TASK BRIEF ::
The records below hold a stretch from the line with "#[derive(Debug, Clone, PartialEq, Eq)]" through the line with "self.data.is_empty()"; return exactly those lines, ends included, and nothing more.

(Beginning of SUPPLIED RECORDS)

//! Wire format of voice datagrams
//!
//! One datagram carries exactly one encoded 10 ms frame. The payload may be
//! prefixed by a small header whose layout is fixed by [`HeaderFormat`];
//! both ends of a call must be configured with the same format.
//!
//! ```text
//! Bare:      [opus payload ...]
//! Sequence:  [seq: u32 BE][opus payload ...]
//! Timestamp: [ms since 2010-01-01 UTC: i64 BE][opus payload ...]
//! ```

use bytes::{BufMut, Bytes, BytesMut};
use chrono::Utc;
use serde::{Deserialize, Serialize};

use crate::error::ProtocolError;

/// One codec frame's worth of compressed audio, header included.
///
/// Immutable once created; cloning only bumps a reference count.
#[derive(Debug, Clone, PartialEq, Eq)]
pub struct EncodedPacket {
    data: Bytes,
}

impl EncodedPacket {
    pub fn new(data: Bytes) -> Self {
        Self { data }
    }

    /// Raw bytes as carried by the datagram
    pub fn as_bytes(&self) -> &[u8] {
        &self.data
    }

    pub fn into_bytes(self) -> Bytes {
        self.data
    }

    pub fn len(&self) -> usize {
        self.data.len()
    }

    pub fn is_empty(&self) -> bool {
        self.data.is_empty()
    }
}

impl From<Bytes> for EncodedPacket {
    fn from(data: Bytes) -> Self {
        Self::new(data)
    }
}

impl From<Vec<u8>> for EncodedPacket {
    fn from(data: Vec<u8>) -> Self {
        Self::new(Bytes::from(data))
    }
}

/// Layout of the header preceding every payload.
///
/// The layout itself carries no marker, so both ends must be configured with
/// the same format. Each format has a fixed version number (see
/// [`HeaderFormat::version`]) that names it in configuration and tooling;
/// a new layout gets a new number, existing numbers never change meaning.
#[derive(Debug, Clone, Copy, PartialEq, Eq, Hash, Default, Serialize, Deserialize)]
#[serde(rename_all = "snake_case")]
pub enum HeaderFormat {
    /// No header, the datagram is the codec payload
    #[default]
    Bare,
    /// 32-bit big-endian sequence number
    Sequence,
    /// 64-bit big-endian capture time, milliseconds since [`HEADER_EPOCH_UNIX_MS`]
    Timestamp,
}

impl HeaderFormat {
    /// Version number of this layout
    pub fn version(self) -> u8 {
        match self {
            HeaderFormat::Bare => 0,
            HeaderFormat::Sequence => 1,
            HeaderFormat::Timestamp => 2,
        }
    }

    pub fn from_version(version: u8) -> Option<Self> {
        match version {
            0 => Some(HeaderFormat::Bare),
            1 => Some(HeaderFormat::Sequence),
            2 => Some(HeaderFormat::Timestamp),
            _ => None,
        }
    }
}

impl std::str::FromStr for HeaderFormat {
    type Err = String;

    /// Accepts a format name or its version number
    fn from_str(s: &str) -> Result<Self, Self::Err> {
        match s {
            "bare" => Ok(HeaderFormat::Bare),
            "sequence" => Ok(HeaderFormat::Sequence),
            "timestamp" => Ok(HeaderFormat::Timestamp),
            other => other
                .parse::<u8>()
                .ok()
                .and_then(HeaderFormat::from_version)
                .ok_or_else(|| format!("Unknown header format '{}' (bare, sequence, timestamp or 0-2)", other)),
        }
    }
}

/// Decoded header fields
#[derive(Debug, Clone, Copy, PartialEq, Eq)]
pub enum PacketHeader {
    None,
    Sequence(u32),
    Timestamp(i64),
}

/// 2010-01-01T00:00:00Z in Unix milliseconds, the zero of [`HeaderFormat::Timestamp`]
pub const HEADER_EPOCH_UNIX_MS: i64 = 1_262_304_000_000;

/// Current time in header units
pub fn header_timestamp_now() -> i64 {
    Utc::now().timestamp_millis() - HEADER_EPOCH_UNIX_MS
}

impl HeaderFormat {
    /// Header length in bytes
    pub const fn len(self) -> usize {
        match self {
            HeaderFormat::Bare => 0,
            HeaderFormat::Sequence => 4,
            HeaderFormat::Timestamp => 8,
        }
    }

    /// Split a datagram into its header and codec payload
    pub fn split(self, packet: &[u8]) -> Result<(PacketHeader, &[u8]), ProtocolError> {
        let header_len = self.len();
        if packet.len() < header_len {
            return Err(ProtocolError::Truncated {
                expected: header_len,
                actual: packet.len(),
            });
        }

        let (head, payload) = packet.split_at(header_len);
        let header = match self {
            HeaderFormat::Bare => PacketHeader::None,
            HeaderFormat::Sequence => {
                PacketHeader::Sequence(u32::from_be_bytes([head[0], head[1], head[2], head[3]]))
            }
            HeaderFormat::Timestamp => {
                let mut raw = [0u8; 8];
                raw.copy_from_slice(head);
                PacketHeader::Timestamp(i64::from_be_bytes(raw))
            }
        };

        Ok((header, payload))
    }
}

/// Produces headers for outgoing packets
#[derive(Debug, Clone)]
pub struct HeaderStamper {
    format: HeaderFormat,
    next_sequence: u32,
}

impl HeaderStamper {
    pub fn new(format: HeaderFormat) -> Self {
        Self {
            format,
            next_sequence: 0,
        }
    }

    pub fn format(&self) -> HeaderFormat {
        self.format
    }

    /// Prefix `payload` with the next header
    pub fn stamp(&mut self, payload: &[u8]) -> EncodedPacket {
        let mut buf = BytesMut::with_capacity(self.format.len() + payload.len());
        match self.format {
            HeaderFormat::Bare => {}
            HeaderFormat::Sequence => {
                buf.put_u32(self.next_sequence);
                self.next_sequence = self.next_sequence.wrapping_add(1);
            }
            HeaderFormat::Timestamp => buf.put_i64(header_timestamp_now()),
        }
        buf.put_slice(payload);
        EncodedPacket::new(buf.freeze())
    }
}

#[cfg(test)]
mod tests {
    use super::*;

    #[test]
    fn test_bare_header_passes_payload_through() {
        let (header, payload) = HeaderFormat::Bare.split(&[1, 2, 3]).unwrap();
        assert_eq!(header, PacketHeader::None);
        assert_eq!(payload, &[1, 2, 3]);
    }

    #[test]
    fn test_sequence_stamping() {
        let mut stamper = HeaderStamper::new(HeaderFormat::Sequence);
        let first = stamper.stamp(&[0xaa]);
        let second = stamper.stamp(&[0xbb, 0xcc]);

        assert_eq!(first.as_bytes(), &[0, 0, 0, 0, 0xaa]);
        let (header, payload) = HeaderFormat::Sequence.split(second.as_bytes()).unwrap();
        assert_eq!(header, PacketHeader::Sequence(1));
        assert_eq!(payload, &[0xbb, 0xcc]);
    }

    #[test]
    fn test_timestamp_is_recent() {
        let mut stamper = HeaderStamper::new(HeaderFormat::Timestamp);
        let packet = stamper.stamp(&[7]);
        assert_eq!(packet.len(), 9);

        let (header, payload) = HeaderFormat::Timestamp.split(packet.as_bytes()).unwrap();
        assert_eq!(payload, &[7]);
        match header {
            PacketHeader::Timestamp(ms) => {
                let drift = (header_timestamp_now() - ms).abs();
                assert!(drift < 5_000, "timestamp drift {} ms", drift);
            }
            other => panic!("unexpected header {:?}", other),
        }
    }

    #[test]
    fn test_parse_header_format() {
        assert_eq!("sequence".parse::<HeaderFormat>().unwrap(), HeaderFormat::Sequence);
        assert!("seq".parse::<HeaderFormat>().is_err());
        assert_eq!("2".parse::<HeaderFormat>().unwrap(), HeaderFormat::Timestamp);
        assert!("3".parse::<HeaderFormat>().is_err());
    }

    #[test]
    fn test_header_versions_are_stable() {
        assert_eq!(HeaderFormat::Bare.version(), 0);
        assert_eq!(HeaderFormat::Sequence.version(), 1);
        assert_eq!(HeaderFormat::Timestamp.version(), 2);
        for format in [HeaderFormat::Bare, HeaderFormat::Sequence, HeaderFormat::Timestamp] {
            assert_eq!(HeaderFormat::from_version(format.version()), Some(format));
        }
        assert_eq!(HeaderFormat::from_version(7), None);
    }

    #[test]
    fn test_truncated_packet() {
        let err = HeaderFormat::Timestamp.split(&[0, 1, 2]).unwrap_err();
        assert!(matches!(err, ProtocolError::Truncated { expected: 8, actual: 3 }));
    }
}
//! Opus decoder wrapper
//!
//! Provides Opus decoding with packet loss concealment and, optionally,
//! in-band FEC recovery of the frame lost before a packet.

use opus::{Channels, Decoder};
use tracing::debug;

use crate::codec::FrameDecoder;
use crate::error::CodecError;

/// Opus decoder wrapper
pub struct OpusDecoder {
    decoder: Decoder,
    sample_rate: u32,
    channels: u16,
    /// Samples per channel in one frame
    frame_size: usize,
    /// Use the in-band redundancy of the packet after a concealed frame
    fec: bool,
    /// Last call concealed, the next packet may carry the lost frame
    after_loss: bool,
    /// Target for recovered frames, never played
    scratch: Vec<f32>,
    frames_decoded: u64,
    /// Frames synthesized by concealment
    frames_concealed: u64,
    /// Lost frames rebuilt from FEC data
    frames_recovered: u64,
    samples_produced: u64,
}

impl OpusDecoder {
    /// Create a new Opus decoder
    pub fn new(sample_rate: u32, channels: u16, frame_size: usize) -> Result<Self, CodecError> {
        let opus_channels = match channels {
            1 => Channels::Mono,
            2 => Channels::Stereo,
            _ => return Err(CodecError::DecoderInit(
                format!("Unsupported channel count: {}", channels)
            )),
        };

        let decoder = Decoder::new(sample_rate, opus_channels)
            .map_err(|e| CodecError::DecoderInit(e.to_string()))?;

        Ok(Self {
            decoder,
            sample_rate,
            channels,
            frame_size,
            fec: false,
            after_loss: false,
            scratch: vec![0.0; frame_size * channels as usize],
            frames_decoded: 0,
            frames_concealed: 0,
            frames_recovered: 0,
            samples_produced: 0,
        })
    }

    /// Mono decoder for 10 ms frames
    pub fn voice(sample_rate: u32) -> Result<Self, CodecError> {
        Self::new(sample_rate, 1, sample_rate as usize / 100)
    }

    /// Enable FEC recovery; only useful when the peer encodes with in-band FEC
    pub fn with_fec(mut self, enabled: bool) -> Self {
        self.fec = enabled;
        self
    }

    /// Feed the decoder the lost frame rebuilt from `packet`'s redundancy, so
    /// it continues from recovered audio instead of its own extrapolation.
    /// The recovered samples arrive a period late and are discarded.
    fn recover(&mut self, packet: &[u8]) {
        match self.decoder.decode_float(packet, &mut self.scratch, true) {
            Ok(_) => self.frames_recovered += 1,
            Err(e) => debug!("FEC recovery failed: {}", e),
        }
    }

    /// Reset decoder state
    pub fn reset(&mut self) -> Result<(), CodecError> {
        self.decoder.reset_state()
            .map_err(|e| CodecError::DecoderInit(e.to_string()))?;
        self.after_loss = false;
        Ok(())
    }

    pub fn sample_rate(&self) -> u32 {
        self.sample_rate
    }

    pub fn channels(&self) -> u16 {
        self.channels
    }

    pub fn stats(&self) -> DecoderStats {
        let total = self.frames_decoded + self.frames_concealed;
        DecoderStats {
            frames_decoded: self.frames_decoded,
            frames_concealed: self.frames_concealed,
            frames_recovered: self.frames_recovered,
            samples_produced: self.samples_produced,
            loss_rate: if total > 0 {
                self.frames_concealed as f32 / total as f32
            } else {
                0.0
            },
        }
    }
}

impl FrameDecoder for OpusDecoder {
    fn frame_size(&self) -> usize {
        self.frame_size * self.channels as usize
    }

    fn decode(&mut self, payload: Option<&[u8]>, out: &mut [f32]) -> Result<usize, CodecError> {
        let expected = self.frame_size();
        if out.len() != expected {
            return Err(CodecError::InvalidFrameSize { expected, actual: out.len() });
        }

        if let Some(packet) = payload {
            if self.fec && self.after_loss {
                self.recover(packet);
            }
        }
        self.after_loss = payload.is_none();

        // An empty input makes libopus run its loss concealment
        let input = payload.unwrap_or(&[]);
        let per_channel = self.decoder
            .decode_float(input, out, false)
            .map_err(|e| CodecError::DecodingFailed(e.to_string()))?;
        let written = per_channel * self.channels as usize;

        match payload {
            Some(_) => {
                if written != expected {
                    return Err(CodecError::ShortDecode { expected, actual: written });
                }
                self.frames_decoded += 1;
            }
            None => {
                out[written.min(expected)..].fill(0.0);
                self.frames_concealed += 1;
            }
        }

        self.samples_produced += written as u64;
        Ok(written)
    }
}

/// Decoder statistics
#[derive(Debug, Clone)]
pub struct DecoderStats {
    pub frames_decoded: u64,
    pub frames_concealed: u64,
    pub frames_recovered: u64,
    pub samples_produced: u64,
    pub loss_rate: f32,
}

(End of SUPPLIED RECORDS)

THE COMPLETED TASK ::
#[derive(Debug, Clone, PartialEq, Eq)]
pub struct EncodedPacket {
    data: Bytes,
}

impl EncodedPacket {
    pub fn new(data: Bytes) -> Self {
        Self { data }
    }

    /// Raw bytes as carried by the datagram
    pub fn as_bytes(&self) -> &[u8] {
        &self.data
    }

    pub fn into_bytes(self) -> Bytes {
        self.data
    }

    pub fn len(&self) -> usize {
        self.data.len()
    }

    pub fn is_empty(&self) -> bool {
        self.data.is_empty()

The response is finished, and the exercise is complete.